▶ **What you are asked to do**
Find the string "codec" in the records. Copy each line that has it.

============

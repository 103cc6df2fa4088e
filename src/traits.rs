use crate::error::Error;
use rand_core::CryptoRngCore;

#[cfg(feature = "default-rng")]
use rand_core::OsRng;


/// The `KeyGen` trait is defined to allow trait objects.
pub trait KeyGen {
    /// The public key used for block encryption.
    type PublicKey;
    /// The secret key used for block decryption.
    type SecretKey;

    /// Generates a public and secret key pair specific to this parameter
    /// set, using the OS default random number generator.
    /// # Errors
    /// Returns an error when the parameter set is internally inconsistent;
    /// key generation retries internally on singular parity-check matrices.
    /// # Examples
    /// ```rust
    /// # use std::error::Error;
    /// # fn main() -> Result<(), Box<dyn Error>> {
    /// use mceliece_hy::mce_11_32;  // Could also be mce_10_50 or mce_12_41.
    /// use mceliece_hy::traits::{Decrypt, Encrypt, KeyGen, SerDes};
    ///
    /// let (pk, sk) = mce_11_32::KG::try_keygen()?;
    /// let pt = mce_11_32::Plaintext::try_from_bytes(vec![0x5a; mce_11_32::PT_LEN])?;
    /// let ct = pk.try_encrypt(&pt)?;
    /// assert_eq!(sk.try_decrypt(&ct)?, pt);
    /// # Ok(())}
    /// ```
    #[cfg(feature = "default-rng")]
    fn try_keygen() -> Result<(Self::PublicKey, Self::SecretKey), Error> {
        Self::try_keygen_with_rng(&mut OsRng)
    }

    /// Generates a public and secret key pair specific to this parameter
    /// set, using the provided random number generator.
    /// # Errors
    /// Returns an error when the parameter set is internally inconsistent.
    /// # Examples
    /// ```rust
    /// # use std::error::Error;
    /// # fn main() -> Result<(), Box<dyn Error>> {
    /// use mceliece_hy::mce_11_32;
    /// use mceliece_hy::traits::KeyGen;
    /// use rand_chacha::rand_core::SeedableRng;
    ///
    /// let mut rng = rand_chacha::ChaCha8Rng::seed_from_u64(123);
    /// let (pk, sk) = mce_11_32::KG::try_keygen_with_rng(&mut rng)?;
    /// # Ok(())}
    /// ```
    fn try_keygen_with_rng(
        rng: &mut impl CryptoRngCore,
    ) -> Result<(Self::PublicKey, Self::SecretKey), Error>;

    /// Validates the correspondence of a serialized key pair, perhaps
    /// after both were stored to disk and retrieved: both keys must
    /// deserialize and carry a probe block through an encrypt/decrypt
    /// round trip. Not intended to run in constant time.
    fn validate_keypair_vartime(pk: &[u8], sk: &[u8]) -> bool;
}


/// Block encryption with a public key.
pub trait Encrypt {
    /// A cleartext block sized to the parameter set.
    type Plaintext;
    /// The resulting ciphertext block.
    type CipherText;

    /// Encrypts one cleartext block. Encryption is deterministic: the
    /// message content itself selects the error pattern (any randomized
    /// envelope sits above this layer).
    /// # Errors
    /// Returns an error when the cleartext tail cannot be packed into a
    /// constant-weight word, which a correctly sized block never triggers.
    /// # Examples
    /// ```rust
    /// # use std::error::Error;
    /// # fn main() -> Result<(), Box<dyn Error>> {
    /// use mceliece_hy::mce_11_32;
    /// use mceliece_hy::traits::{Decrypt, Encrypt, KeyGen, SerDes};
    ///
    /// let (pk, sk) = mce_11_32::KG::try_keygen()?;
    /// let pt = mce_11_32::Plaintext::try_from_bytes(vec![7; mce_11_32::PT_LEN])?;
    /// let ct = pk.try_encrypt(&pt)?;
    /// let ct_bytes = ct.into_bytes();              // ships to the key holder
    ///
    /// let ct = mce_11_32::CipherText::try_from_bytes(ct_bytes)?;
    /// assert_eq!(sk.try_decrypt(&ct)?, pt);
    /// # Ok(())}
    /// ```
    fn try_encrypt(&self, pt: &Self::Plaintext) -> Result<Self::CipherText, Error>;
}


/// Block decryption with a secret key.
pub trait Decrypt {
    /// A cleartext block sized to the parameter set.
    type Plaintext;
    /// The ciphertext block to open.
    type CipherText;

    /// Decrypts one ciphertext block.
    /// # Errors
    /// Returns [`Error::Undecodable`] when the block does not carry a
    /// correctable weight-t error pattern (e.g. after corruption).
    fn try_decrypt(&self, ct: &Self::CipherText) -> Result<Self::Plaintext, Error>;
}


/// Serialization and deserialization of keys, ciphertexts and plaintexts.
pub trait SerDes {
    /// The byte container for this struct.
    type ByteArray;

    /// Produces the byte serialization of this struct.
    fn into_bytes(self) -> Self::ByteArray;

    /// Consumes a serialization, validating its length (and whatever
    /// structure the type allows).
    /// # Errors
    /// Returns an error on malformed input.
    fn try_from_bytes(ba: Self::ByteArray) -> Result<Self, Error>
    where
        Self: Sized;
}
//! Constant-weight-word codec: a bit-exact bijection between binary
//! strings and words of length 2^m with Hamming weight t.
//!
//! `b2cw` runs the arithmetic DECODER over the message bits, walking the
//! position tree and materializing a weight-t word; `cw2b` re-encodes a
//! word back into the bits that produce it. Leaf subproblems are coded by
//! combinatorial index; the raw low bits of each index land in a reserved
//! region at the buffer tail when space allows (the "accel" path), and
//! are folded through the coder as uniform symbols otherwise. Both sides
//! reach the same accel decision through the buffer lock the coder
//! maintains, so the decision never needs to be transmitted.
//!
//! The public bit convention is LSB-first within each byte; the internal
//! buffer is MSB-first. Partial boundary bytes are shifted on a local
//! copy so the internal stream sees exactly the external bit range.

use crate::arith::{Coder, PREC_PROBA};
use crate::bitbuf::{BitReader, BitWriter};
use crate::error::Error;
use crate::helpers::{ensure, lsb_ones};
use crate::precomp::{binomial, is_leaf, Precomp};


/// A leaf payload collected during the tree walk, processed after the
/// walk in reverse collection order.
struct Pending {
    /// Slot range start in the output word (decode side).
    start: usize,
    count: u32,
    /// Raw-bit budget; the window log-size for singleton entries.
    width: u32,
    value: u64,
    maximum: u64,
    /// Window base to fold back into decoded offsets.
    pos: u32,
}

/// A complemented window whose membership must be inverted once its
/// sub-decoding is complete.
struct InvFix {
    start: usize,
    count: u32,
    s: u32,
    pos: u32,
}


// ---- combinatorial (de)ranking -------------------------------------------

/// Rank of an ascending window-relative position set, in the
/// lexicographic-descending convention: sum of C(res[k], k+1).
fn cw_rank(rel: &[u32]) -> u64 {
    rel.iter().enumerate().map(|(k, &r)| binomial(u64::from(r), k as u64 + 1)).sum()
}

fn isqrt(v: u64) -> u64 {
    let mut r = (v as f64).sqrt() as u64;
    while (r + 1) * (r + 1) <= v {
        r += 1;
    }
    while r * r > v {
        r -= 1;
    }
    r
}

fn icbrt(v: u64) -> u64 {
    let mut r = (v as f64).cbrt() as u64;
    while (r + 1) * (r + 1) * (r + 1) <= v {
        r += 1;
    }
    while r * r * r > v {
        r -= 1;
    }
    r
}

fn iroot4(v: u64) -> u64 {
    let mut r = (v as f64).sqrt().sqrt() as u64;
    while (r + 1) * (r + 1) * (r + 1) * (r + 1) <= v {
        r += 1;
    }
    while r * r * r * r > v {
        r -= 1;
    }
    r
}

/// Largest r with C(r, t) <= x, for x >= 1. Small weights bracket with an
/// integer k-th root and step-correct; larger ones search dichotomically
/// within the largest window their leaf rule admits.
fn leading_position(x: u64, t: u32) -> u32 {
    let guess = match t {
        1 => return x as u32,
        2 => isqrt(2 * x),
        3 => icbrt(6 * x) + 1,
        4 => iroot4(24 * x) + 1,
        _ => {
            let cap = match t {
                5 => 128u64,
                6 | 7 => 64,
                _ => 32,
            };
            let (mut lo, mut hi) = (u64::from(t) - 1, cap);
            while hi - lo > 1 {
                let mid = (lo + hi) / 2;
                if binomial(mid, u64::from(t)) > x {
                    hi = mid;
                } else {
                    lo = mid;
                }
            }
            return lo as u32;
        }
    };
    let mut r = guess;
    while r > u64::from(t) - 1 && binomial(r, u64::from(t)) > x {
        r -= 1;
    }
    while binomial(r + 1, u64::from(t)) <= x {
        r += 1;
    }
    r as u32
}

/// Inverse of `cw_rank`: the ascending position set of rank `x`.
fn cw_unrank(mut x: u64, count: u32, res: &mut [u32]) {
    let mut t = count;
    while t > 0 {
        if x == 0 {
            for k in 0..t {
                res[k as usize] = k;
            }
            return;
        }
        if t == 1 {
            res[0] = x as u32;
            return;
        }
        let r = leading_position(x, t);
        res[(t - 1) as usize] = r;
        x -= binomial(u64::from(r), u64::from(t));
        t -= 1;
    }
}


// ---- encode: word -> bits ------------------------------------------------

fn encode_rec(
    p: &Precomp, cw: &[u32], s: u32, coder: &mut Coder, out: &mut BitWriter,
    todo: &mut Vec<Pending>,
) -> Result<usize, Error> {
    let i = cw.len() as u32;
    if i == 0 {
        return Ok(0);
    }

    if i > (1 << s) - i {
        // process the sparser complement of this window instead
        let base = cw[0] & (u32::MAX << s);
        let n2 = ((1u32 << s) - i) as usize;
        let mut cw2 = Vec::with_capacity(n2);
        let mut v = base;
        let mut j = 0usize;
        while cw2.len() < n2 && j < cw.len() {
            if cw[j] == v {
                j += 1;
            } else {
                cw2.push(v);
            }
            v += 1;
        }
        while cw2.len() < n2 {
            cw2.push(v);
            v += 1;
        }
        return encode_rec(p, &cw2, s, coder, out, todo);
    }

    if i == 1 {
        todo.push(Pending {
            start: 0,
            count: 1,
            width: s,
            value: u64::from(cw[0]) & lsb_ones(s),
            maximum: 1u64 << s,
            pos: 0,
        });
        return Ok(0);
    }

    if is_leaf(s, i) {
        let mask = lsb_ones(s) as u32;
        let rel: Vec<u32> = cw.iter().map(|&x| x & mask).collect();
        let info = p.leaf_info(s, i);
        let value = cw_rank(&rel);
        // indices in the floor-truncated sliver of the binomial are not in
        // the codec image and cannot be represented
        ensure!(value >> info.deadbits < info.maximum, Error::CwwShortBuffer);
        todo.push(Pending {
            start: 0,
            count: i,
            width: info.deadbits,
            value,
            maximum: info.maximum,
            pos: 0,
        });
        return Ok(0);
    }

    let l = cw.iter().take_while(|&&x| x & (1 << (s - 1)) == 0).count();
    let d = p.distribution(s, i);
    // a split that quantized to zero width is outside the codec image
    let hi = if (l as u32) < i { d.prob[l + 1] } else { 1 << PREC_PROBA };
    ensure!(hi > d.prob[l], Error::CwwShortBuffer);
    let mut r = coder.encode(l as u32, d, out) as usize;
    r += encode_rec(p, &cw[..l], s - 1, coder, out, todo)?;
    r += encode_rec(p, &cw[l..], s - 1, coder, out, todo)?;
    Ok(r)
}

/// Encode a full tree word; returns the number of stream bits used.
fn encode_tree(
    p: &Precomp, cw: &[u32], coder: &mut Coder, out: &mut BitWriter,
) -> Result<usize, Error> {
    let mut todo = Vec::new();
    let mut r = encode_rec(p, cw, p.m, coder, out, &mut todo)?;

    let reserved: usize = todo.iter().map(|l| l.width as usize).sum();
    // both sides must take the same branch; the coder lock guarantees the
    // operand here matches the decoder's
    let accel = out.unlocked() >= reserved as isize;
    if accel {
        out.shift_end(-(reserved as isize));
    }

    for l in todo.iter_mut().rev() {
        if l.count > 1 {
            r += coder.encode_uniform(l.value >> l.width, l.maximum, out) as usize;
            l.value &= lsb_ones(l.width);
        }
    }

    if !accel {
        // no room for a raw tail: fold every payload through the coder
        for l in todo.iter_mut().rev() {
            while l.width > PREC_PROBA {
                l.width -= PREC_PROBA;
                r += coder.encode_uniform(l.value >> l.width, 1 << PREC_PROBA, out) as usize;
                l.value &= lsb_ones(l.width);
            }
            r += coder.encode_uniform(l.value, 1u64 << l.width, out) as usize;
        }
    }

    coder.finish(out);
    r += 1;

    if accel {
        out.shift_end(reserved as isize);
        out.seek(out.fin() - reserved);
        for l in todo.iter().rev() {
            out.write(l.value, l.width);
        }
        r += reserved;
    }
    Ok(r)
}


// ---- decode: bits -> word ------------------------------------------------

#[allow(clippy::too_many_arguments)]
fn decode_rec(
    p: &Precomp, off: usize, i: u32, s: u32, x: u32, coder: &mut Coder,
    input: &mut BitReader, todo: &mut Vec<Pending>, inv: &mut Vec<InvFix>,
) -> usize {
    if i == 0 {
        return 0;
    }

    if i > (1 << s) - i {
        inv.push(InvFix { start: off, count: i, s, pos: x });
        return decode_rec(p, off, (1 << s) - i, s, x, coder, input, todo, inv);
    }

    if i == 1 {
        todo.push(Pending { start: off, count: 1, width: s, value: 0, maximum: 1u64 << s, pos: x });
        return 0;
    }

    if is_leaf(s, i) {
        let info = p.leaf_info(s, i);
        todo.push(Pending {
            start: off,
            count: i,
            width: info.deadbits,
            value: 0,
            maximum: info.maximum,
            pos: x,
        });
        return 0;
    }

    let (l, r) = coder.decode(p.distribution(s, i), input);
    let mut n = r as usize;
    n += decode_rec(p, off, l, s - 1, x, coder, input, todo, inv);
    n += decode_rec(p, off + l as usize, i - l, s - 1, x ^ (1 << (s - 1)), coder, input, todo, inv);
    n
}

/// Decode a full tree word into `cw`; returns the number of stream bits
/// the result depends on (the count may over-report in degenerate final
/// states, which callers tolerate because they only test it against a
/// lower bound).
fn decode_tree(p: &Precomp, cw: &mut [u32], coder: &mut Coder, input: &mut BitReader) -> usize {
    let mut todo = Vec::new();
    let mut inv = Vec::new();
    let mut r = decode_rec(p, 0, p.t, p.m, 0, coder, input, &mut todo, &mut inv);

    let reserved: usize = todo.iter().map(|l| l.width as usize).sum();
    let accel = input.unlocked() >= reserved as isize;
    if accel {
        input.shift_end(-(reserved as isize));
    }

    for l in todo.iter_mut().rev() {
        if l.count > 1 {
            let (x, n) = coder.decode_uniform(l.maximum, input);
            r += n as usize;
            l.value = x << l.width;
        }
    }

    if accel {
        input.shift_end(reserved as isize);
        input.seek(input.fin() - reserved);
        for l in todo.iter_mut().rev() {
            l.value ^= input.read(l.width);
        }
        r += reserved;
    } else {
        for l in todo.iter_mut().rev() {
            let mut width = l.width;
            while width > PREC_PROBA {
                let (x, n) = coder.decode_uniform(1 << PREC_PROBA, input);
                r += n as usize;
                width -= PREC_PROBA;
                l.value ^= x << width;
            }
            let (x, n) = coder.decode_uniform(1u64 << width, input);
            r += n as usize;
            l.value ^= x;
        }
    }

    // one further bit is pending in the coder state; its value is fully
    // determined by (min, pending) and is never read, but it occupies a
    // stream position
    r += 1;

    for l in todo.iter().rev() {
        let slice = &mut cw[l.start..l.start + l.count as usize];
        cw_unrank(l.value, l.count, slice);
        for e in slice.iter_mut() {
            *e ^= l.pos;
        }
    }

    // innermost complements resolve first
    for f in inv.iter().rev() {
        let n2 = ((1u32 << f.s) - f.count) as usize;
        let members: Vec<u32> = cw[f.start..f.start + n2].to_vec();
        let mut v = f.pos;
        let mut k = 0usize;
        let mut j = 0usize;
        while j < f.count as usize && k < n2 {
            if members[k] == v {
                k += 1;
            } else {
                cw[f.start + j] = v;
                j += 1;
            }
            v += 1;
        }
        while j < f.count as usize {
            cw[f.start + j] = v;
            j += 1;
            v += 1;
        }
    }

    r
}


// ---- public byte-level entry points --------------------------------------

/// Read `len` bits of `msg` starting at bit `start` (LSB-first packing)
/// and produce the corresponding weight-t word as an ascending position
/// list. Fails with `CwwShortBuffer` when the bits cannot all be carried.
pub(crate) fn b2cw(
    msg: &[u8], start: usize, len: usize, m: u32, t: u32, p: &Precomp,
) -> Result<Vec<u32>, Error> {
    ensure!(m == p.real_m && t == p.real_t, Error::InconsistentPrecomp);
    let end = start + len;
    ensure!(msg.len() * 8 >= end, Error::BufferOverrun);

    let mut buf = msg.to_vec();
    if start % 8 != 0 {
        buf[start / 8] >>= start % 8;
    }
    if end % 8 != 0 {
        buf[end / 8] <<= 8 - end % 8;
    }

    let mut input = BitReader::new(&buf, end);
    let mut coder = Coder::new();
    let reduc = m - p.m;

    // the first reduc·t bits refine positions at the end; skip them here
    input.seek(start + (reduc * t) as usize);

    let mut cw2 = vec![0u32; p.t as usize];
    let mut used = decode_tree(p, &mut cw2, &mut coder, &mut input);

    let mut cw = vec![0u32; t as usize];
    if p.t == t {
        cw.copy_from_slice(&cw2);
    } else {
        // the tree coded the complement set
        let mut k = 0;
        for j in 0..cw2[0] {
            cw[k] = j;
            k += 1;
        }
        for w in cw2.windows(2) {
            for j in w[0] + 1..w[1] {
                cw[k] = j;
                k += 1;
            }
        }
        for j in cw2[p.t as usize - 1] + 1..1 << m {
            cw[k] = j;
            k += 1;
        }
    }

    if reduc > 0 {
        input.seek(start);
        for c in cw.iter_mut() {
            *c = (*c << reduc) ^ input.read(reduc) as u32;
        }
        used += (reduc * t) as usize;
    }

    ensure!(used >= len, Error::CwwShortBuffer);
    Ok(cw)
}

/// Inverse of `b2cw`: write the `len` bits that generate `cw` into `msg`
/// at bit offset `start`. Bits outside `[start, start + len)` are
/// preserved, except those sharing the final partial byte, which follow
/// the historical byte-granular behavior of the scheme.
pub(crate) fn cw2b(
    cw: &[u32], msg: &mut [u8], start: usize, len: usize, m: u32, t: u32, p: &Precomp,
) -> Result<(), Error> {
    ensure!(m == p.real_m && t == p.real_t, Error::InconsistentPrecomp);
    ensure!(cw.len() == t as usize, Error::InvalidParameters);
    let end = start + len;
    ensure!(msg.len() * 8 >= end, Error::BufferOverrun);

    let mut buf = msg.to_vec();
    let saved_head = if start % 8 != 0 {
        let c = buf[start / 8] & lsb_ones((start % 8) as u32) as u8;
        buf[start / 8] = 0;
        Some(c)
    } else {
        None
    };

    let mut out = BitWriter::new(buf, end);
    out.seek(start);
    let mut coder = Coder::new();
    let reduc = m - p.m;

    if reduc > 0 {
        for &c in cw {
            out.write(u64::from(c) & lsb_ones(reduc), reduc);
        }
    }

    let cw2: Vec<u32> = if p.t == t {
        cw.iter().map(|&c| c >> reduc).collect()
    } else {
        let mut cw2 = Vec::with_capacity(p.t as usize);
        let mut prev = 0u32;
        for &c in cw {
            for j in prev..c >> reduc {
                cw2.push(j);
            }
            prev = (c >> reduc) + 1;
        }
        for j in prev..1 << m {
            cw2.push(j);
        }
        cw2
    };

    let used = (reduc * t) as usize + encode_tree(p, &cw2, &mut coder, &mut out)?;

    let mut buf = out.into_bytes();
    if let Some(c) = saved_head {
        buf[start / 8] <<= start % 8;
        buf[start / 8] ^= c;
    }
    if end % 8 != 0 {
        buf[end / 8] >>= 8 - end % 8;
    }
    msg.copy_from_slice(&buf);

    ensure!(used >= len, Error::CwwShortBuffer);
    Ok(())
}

============

▶ **Written answer**
//! Constant-weight-word codec: a bit-exact bijection between binary
        // the codec image and cannot be represented
    // a split that quantized to zero width is outside the codec image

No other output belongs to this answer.